__DESCRIPTION OF THE TASK__.
Please copy the last part of the entries exactly: the line that has "pub struct Stack" and every line up to and including the end, nothing more.

(Beginning of DATA SUPPLIED)

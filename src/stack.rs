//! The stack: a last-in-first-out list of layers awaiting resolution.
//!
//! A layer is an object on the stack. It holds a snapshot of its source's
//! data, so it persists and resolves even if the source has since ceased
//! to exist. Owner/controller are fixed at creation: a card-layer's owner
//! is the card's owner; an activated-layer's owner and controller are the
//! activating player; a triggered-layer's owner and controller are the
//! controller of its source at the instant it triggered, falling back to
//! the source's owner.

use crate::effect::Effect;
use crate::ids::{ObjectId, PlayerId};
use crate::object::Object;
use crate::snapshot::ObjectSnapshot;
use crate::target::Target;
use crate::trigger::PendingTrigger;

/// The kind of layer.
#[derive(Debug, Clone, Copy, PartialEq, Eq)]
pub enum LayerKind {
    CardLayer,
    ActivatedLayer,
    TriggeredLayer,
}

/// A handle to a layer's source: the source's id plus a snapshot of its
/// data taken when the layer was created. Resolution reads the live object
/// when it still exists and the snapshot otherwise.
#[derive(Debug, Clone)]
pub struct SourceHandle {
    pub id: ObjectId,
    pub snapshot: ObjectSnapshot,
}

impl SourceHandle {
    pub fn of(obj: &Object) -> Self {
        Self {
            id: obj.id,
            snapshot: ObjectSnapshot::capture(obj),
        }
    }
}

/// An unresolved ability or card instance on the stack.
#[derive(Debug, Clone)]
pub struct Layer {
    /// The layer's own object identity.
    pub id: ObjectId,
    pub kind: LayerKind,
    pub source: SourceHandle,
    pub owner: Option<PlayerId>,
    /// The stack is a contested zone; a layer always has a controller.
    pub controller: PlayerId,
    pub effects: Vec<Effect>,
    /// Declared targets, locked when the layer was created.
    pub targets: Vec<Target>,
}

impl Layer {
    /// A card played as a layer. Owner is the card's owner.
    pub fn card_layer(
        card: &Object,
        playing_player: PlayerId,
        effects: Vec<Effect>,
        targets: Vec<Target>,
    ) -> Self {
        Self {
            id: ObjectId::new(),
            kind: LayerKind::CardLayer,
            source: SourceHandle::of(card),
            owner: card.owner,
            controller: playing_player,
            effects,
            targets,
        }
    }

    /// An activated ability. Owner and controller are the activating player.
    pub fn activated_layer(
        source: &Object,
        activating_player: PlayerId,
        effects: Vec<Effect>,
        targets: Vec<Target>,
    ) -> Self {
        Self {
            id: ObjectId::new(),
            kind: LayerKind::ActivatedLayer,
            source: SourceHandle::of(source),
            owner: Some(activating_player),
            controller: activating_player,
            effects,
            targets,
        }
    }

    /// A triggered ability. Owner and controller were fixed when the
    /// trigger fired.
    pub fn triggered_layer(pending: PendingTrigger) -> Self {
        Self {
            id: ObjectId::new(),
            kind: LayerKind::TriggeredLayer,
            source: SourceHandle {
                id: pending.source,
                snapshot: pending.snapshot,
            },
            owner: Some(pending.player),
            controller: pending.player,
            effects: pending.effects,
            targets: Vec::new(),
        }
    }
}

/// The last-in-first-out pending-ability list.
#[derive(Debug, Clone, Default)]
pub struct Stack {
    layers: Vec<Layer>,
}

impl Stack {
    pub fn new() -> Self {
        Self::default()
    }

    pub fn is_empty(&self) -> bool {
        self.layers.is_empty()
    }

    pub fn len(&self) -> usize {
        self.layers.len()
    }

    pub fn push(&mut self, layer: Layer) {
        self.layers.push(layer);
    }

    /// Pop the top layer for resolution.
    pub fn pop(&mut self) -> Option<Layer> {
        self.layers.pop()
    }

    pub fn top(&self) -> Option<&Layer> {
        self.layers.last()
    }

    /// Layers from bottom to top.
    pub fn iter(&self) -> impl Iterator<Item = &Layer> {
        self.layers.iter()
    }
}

(End of DATA SUPPLIED)

__ANSWER TO THE EXERCISE__.
pub struct Stack {
    layers: Vec<Layer>,
}

impl Stack {
    pub fn new() -> Self {
        Self::default()
    }

    pub fn is_empty(&self) -> bool {
        self.layers.is_empty()
    }

    pub fn len(&self) -> usize {
        self.layers.len()
    }

    pub fn push(&mut self, layer: Layer) {
        self.layers.push(layer);
    }

    /// Pop the top layer for resolution.
    pub fn pop(&mut self) -> Option<Layer> {
        self.layers.pop()
    }

    pub fn top(&self) -> Option<&Layer> {
        self.layers.last()
    }

    /// Layers from bottom to top.
    pub fn iter(&self) -> impl Iterator<Item = &Layer> {
        self.layers.iter()
    }
}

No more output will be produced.